**Work instructions**
Look through the lines below and copy each one that includes "ConfigError".

**Data for this task**
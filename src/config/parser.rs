use crate::config::types::Config;
use crate::config::validation::validate;
use crate::ConfigError;
use sha2::{Digest, Sha256};
use std::path::Path;

/// Loads and parses a task file from the given path
///
/// # Arguments
///
/// * `path` - Path to the TOML task file
///
/// # Returns
///
/// * `Ok(Config)` - Successfully loaded and validated configuration
/// * `Err(ConfigError)` - Failed to load, parse, or validate the configuration
///
/// # Example
///
/// ```no_run
/// use std::path::Path;
/// use trawl::config::load_config;
///
/// let config = load_config(Path::new("task.toml")).unwrap();
/// println!("Seeds: {:?}", config.task.seeds);
/// ```
pub fn load_config(path: &Path) -> Result<Config, ConfigError> {
    let content = std::fs::read_to_string(path)?;
    parse_config(&content)
}

/// Parses and validates a task from TOML text
pub fn parse_config(content: &str) -> Result<Config, ConfigError> {
    let config: Config = toml::from_str(content)?;
    validate(&config)?;
    Ok(config)
}

/// Computes a SHA-256 hash of the task file content
///
/// A durable store remembers the hash of the task that created it, so a resumed
/// crawl can tell when the task has changed underneath it.
///
/// # Arguments
///
/// * `path` - Path to the TOML task file
///
/// # Returns
///
/// * `Ok(String)` - Hex-encoded SHA-256 hash of the file content
/// * `Err(ConfigError)` - Failed to read the file
pub fn compute_config_hash(path: &Path) -> Result<String, ConfigError> {
    let content = std::fs::read_to_string(path)?;
    let mut hasher = Sha256::new();
    hasher.update(content.as_bytes());
    let result = hasher.finalize();
    Ok(hex::encode(result))
}

/// Loads a task and returns both the config and its hash
pub fn load_config_with_hash(path: &Path) -> Result<(Config, String), ConfigError> {
    let config = load_config(path)?;
    let hash = compute_config_hash(path)?;
    Ok((config, hash))
}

**Output of the task**
use crate::ConfigError;
/// * `Err(ConfigError)` - Failed to load, parse, or validate the configuration
pub fn load_config(path: &Path) -> Result<Config, ConfigError> {
pub fn parse_config(content: &str) -> Result<Config, ConfigError> {
/// * `Err(ConfigError)` - Failed to read the file
pub fn compute_config_hash(path: &Path) -> Result<String, ConfigError> {
pub fn load_config_with_hash(path: &Path) -> Result<(Config, String), ConfigError> {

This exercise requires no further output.